Still Alice

Still Alice, c’est la maladie d’Alzeihmer racontée à travers les yeux d’une femme qui veut tout sauf perdre ce qui lui est le plus cher : les souvenirs des visages de ses proches et de la vie passée à leurs côtés. Mais quand Alzihmer prend, il ne rend jamais.

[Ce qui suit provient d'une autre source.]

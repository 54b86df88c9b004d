//! cplane-protocol
//!
//! Wire-level encoding/decoding for the engine control plane.
//!
//! This crate turns logical messages (`cplane_core::ControlMessage` /
//! `TransferMessage`) into bytes and back again:
//!
//! - [`frame`]          : 4-byte length-prefix framing, shared by both sub-protocols
//! - [`control_codec`]  : control envelopes (engine lifecycle, sessions, exec, port checks)
//! - [`transfer_codec`] : file-transfer envelopes
//! - [`builders`]       : encode + frame in one step

pub mod builders;
pub mod control_codec;
pub mod error;
pub mod frame;
pub mod transfer_codec;
pub mod wire_types;

pub use control_codec::{decode_control, encode_control};
pub use error::ProtocolError;
pub use frame::{encode_frame, FrameError, FrameReader, FRAME_HEADER_SIZE, MAX_FRAME_SIZE};
pub use transfer_codec::{decode_transfer, encode_transfer};
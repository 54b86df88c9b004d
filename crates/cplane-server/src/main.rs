//! Control plane server binary.

use std::path::PathBuf;
use std::sync::Arc;

use anyhow::{Context, Result};
use clap::Parser;
use tokio::sync::broadcast::error::RecvError;
use tracing::{info, warn};
use tracing_subscriber::EnvFilter;

use cplane_server::{Config, ControlPlane, ServerEvent, StaticRegistry};

#[derive(Parser)]
#[command(name = "cplane-server")]
#[command(about = "Control plane for remote-access engines")]
struct Cli {
    /// TOML config file (server settings and `[[engines]]`)
    #[arg(short, long)]
    config: Option<PathBuf>,

    /// Bind address, overrides config file and environment
    #[arg(long)]
    host: Option<String>,

    /// Bind port, overrides config file and environment
    #[arg(short, long)]
    port: Option<u16>,
}

#[tokio::main]
async fn main() -> Result<()> {
    tracing_subscriber::fmt()
        .with_env_filter(
            EnvFilter::try_from_default_env().unwrap_or_else(|_| EnvFilter::new("info")),
        )
        .init();

    let cli = Cli::parse();

    let (mut config, engines) = match &cli.config {
        Some(path) => Config::from_file(path)
            .with_context(|| format!("loading config from {}", path.display()))?,
        None => (Config::from_env().context("reading environment")?, Vec::new()),
    };
    if let Some(host) = cli.host {
        config.host = host;
    }
    if let Some(port) = cli.port {
        config.port = port;
    }

    if engines.is_empty() {
        warn!("no engines configured; every EngineHello will be rejected");
    }
    info!(
        addr = %config.socket_addr_string(),
        engines = engines.len(),
        heartbeat_secs = config.heartbeat_interval.as_secs(),
        "starting cplane-server"
    );

    let registry = Arc::new(StaticRegistry::new(engines));
    let server = ControlPlane::start(config, registry)
        .await
        .context("starting control plane")?;

    let mut events = server.subscribe();
    loop {
        tokio::select! {
            _ = tokio::signal::ctrl_c() => {
                info!("ctrl-c received, shutting down");
                break;
            }
            event = events.recv() => match event {
                Ok(event) => log_event(&event),
                Err(RecvError::Lagged(n)) => warn!(skipped = n, "event log lagging"),
                Err(RecvError::Closed) => break,
            },
        }
    }

    server.stop().await;
    Ok(())
}

fn log_event(event: &ServerEvent) {
    match event {
        ServerEvent::EngineConnected {
            engine_id,
            version,
            remote_addr,
        } => info!(%engine_id, %version, %remote_addr, "engine online"),
        ServerEvent::EngineDisconnected { engine_id } => info!(%engine_id, "engine offline"),
        ServerEvent::SessionOpenResult {
            session_id,
            success,
            error_message,
            ..
        } => info!(%session_id, success, error = ?error_message, "session open result"),
        ServerEvent::SessionClosed { session_id, reason } => {
            info!(%session_id, %reason, "session closed")
        }
        ServerEvent::DataConnectionReady { session_id } => {
            info!(%session_id, "data connection ready")
        }
        ServerEvent::DataConnectionClosed { session_id } => {
            info!(%session_id, "data connection closed")
        }
    }
}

Ce film, réalisé par Richard Glatzer et Wash Westmoreland, est sorti le 18 Mars 2015. Il réunit un casting plutôt réussi avec Julianne Moore (qui joue Alice, le rôle principal pour lequel elle a reçu l’oscar de la meilleure actrice), Kristen Stewart (Lydia, fille d’Alice), Kate Bosworth (Anna, fille d’Alice), Alec Baldwin (mari d’Alice).

Still Alice

 

Plus qu’un drame reprenant l’habituel démagogie sur la maladie, il nous explique Alzheimer vu de l’intérieur. La souffrance, mais surtout le regard de ceux qu’on aime, et la solitude. Touchant, Still Alice nous met face à des questionnements essentiels : comment serais-je face à cette maladie ? N’est-il pas préférable de mourir plutôt que de laisser Alzheimer nous prendre notre vie et celle de nos proches ? Quelle attitude avoir face à un patient qui en souffre ?
Le personnage interprété avec talent par Julianne Moore est bouleversant. Intelligente, brillante même, heureuse, il paraissait invraisemblable qu’une femme comme elle puisse un jour souffrir de cette terrible maladie. Et pourtant Alice est face à ce constat : chaque jour elle oublie progressivement le nom des objets, les mots de la vie courante, les prénoms, les lieux, les visages. Et face à cet inexorable chemin vers la perte de soi, elle entraine toute sa famille, malgré elle. Son mari ne parvient pas à supporter une telle dégénérescence, seule sa fille Lydia, perdue dans sa vie, trouve en elle du réconfort, et tend à lui apporter l’amour dont elle a encore besoin. Car malgré Alzheimer, Alice reste Alice. Elle est ce qu’elle est, pas ce que sa maladie fait d’elle.

Still Alice 3

Un film qui donne à réfléchir, sur la vie, sur la mort, et dans le contexte actuel, sur la fin de vie. Si ces personnes ne se rendent compte que très rarement dans la journée de ce qu’elles vivent et ce qu’elles font endurer à leur entourage, aucune n’a souhaité infliger ça à ceux qu’elles aiment. Par conséquent, et au vu des rares progrès médicaux, il parait normal de penser à la mort précoce. Je pense que ce film permet de comprendre de l’intérieur, la difficulté à surmonter la dégénérescence d’un proche, et de comprendre que parfois l’arrêt des traitements est la seule solution pour le malade. Pour ne pas souffrir, et pour laisser à ses proches une image de ce qu’il était réellement, un homme, une femme, en pleine capacité de réflexion, mais pas torturé par la maladie ou l’oubli.